Mr. Small a plus de 40 ans d’expériences dans le fashion. Contrairement à d’autres designers, il sait bien coudre et est un tailleur hors-pair. Il s’y connaît aussi en tissus et traitement de tissus. Il a cependant des compétences de dirigeant, ayant fait un MBA. Son but est de faire les meilleurs vêtements au monde par des humains, pour des humains. Il va toujours choisir la meilleure matière, les meilleurs accessoires (de la fermeture zippée jusqu’aux boutons en passant par des étiquettes de composition en soie). Je vais citer Mr. Small en italique, puis je vais ajouter mes commentaires.
Je suis au milieu du Veneto. Le Veneto est le centre de la mode du marché mondial du luxe. Tout se fait ici. Tout.
Toutes les maisons de luxe françaises, tout ce qui concerne LVMH, tout est maintenant géré ici. (…)
(…) J’ai décidé qu’il y avait une place pour une entreprise très ciblée, qui allait se concentrer sur le haut de gamme absolu, tant dans le domaine du design que dans le secteur de la fabrication ici. Nous allons diriger le marché grâce à la recherche. Nous allons être la Ferrari de l’industrie. Et j’avais le sentiment que je pouvais le faire. J’avais les compétences, j’avais la formation. Personne d’autre ne l’a. Il y a très, très peu de PDG ou de designers en chef qui peuvent réellement fabriquer un costume sur mesure. Et c’est essentiel si vous voulez créer une grande entreprise de recherche. Vous devez avoir un ingénieur, si on peut dire, qui soit à la fois PDG ou designer en chef. (…)

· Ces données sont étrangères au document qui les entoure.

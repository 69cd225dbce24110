//! # Adaptive Thread System
//!
//! A priority-aware thread pool that grows and shrinks its worker set with load.
//!
//! ## Features
//!
//! - **Priorities**: Five task priorities; higher ones leave every queue first
//! - **Per-worker Queues**: A monitor thread drains the central queue onto the
//!   least-loaded worker
//! - **Autoscaling**: Workers are added under backlog and retired when idle,
//!   within configured bounds
//! - **Pluggable Policy**: Placement and scaling live behind [`DispatchStrategy`]
//! - **Result Handles**: Every submission returns a [`TaskHandle`]; payload
//!   panics surface there instead of killing workers
//! - **Pause and Resume**: Stop execution without losing queued work
//!
//! ## Quick Start
//!
//! ```rust
//! use adaptive_thread_system::prelude::*;
//!
//! # fn main() -> Result<()> {
//! // 1 to 4 workers, starting with 2
//! let pool = Pool::with_workers(1, 2, 4)?;
//! pool.start()?;
//!
//! let handles: Vec<_> = (0..10)
//!     .map(|i| pool.submit(move || i * i))
//!     .collect::<Result<_>>()?;
//!
//! let total: i32 = handles.into_iter().map(|h| h.wait()).sum::<Result<i32>>()?;
//! assert_eq!(total, 285);
//!
//! pool.stop()?;
//! # Ok(())
//! # }
//! ```
//!
//! ## Configuration
//!
//! ```rust
//! use adaptive_thread_system::prelude::*;
//! use std::time::Duration;
//!
//! # fn main() -> Result<()> {
//! let config = PoolConfig::new(2, 2, 8)
//!     .with_monitor_interval(Duration::from_millis(50))
//!     .with_thread_name_prefix("ingest");
//!
//! let pool = Pool::with_config(config)?;
//! pool.start()?;
//! # pool.stop()?;
//! # Ok(())
//! # }
//! ```
//!
//! ## Priorities
//!
//! ```rust
//! use adaptive_thread_system::prelude::*;
//!
//! # fn main() -> Result<()> {
//! let pool = Pool::with_workers(1, 1, 1)?;
//! pool.start()?;
//!
//! let flush = pool.submit_with_priority(Priority::Highest, || "flushed")?;
//! let report = pool.submit_with_priority(Priority::Lowest, || "reported")?;
//!
//! assert_eq!(flush.wait()?, "flushed");
//! assert_eq!(report.wait()?, "reported");
//! # pool.stop()?;
//! # Ok(())
//! # }
//! ```
//!
//! ## Statistics
//!
//! ```rust
//! use adaptive_thread_system::prelude::*;
//!
//! # fn main() -> Result<()> {
//! # let pool = Pool::with_workers(1, 2, 2)?;
//! # pool.start()?;
//! # for _ in 0..10 {
//! #     pool.submit(|| ())?.wait()?;
//! # }
//! let stats = pool.stats();
//! println!(
//!     "{} workers, {} submitted, {} pending",
//!     stats.worker_count, stats.tasks_submitted, stats.pending_tasks
//! );
//!
//! for (i, stat) in pool.get_stats().iter().enumerate() {
//!     println!("Worker {}: {} tasks executed", i, stat.get_tasks_executed());
//! }
//! # pool.stop()?;
//! # Ok(())
//! # }
//! ```

#![warn(missing_docs)]
#![warn(clippy::all)]

pub mod core;
pub mod pool;
pub mod prelude;
pub mod tracing;

pub use core::{PoolError, Priority, PriorityQueue, Result, Task, TaskHandle, TaskOutcome};
pub use pool::{
    default_parallelism, DefaultStrategy, DispatchStrategy, Pool, PoolConfig, PoolStats,
    PoolStatus, Roster, Worker, WorkerStats, WorkerStatus,
};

Je regarde toutes ces opérations de haute couture se plaindre de leurs pertes financières. Ils doivent vendre 15, 20 millions d’euros de parfum par mois pour soutenir leur opération de haute couture. Je vois les tailleurs de Savile Row se plaindre qu’ils ne peuvent plus gagner d’argent. Et vous savez quoi ? Je les regarde et je ne comprends pas. Pourquoi ? Si vous fabriquez des vêtements faits main de grande qualité et que vous vous concentrez sur cela, que vous savez ce que vous faites, c’est comme de grands chefs. Vous pouvez être rentables. Vous pouvez opérer. Alors quel est le problème ? Le problème, c’est que plus personne ne sait comment le faire.
Et c’est ça, notre histoire. C’est une sorte de réflexion : qu’est-ce que la mode ? Mon point de vue, c’est que pas assez de gens se concentrent sur l’expérience pratique et réelle des vêtements. C’est pourquoi beaucoup de gens ne comprennent pas ce que nous faisons. « Oh, il fait des choses conservatrices. C’est fait à la main, de haute qualité. » Ils ne le considèrent pas comme une forme d’art, alors que moi si. Excusez-moi.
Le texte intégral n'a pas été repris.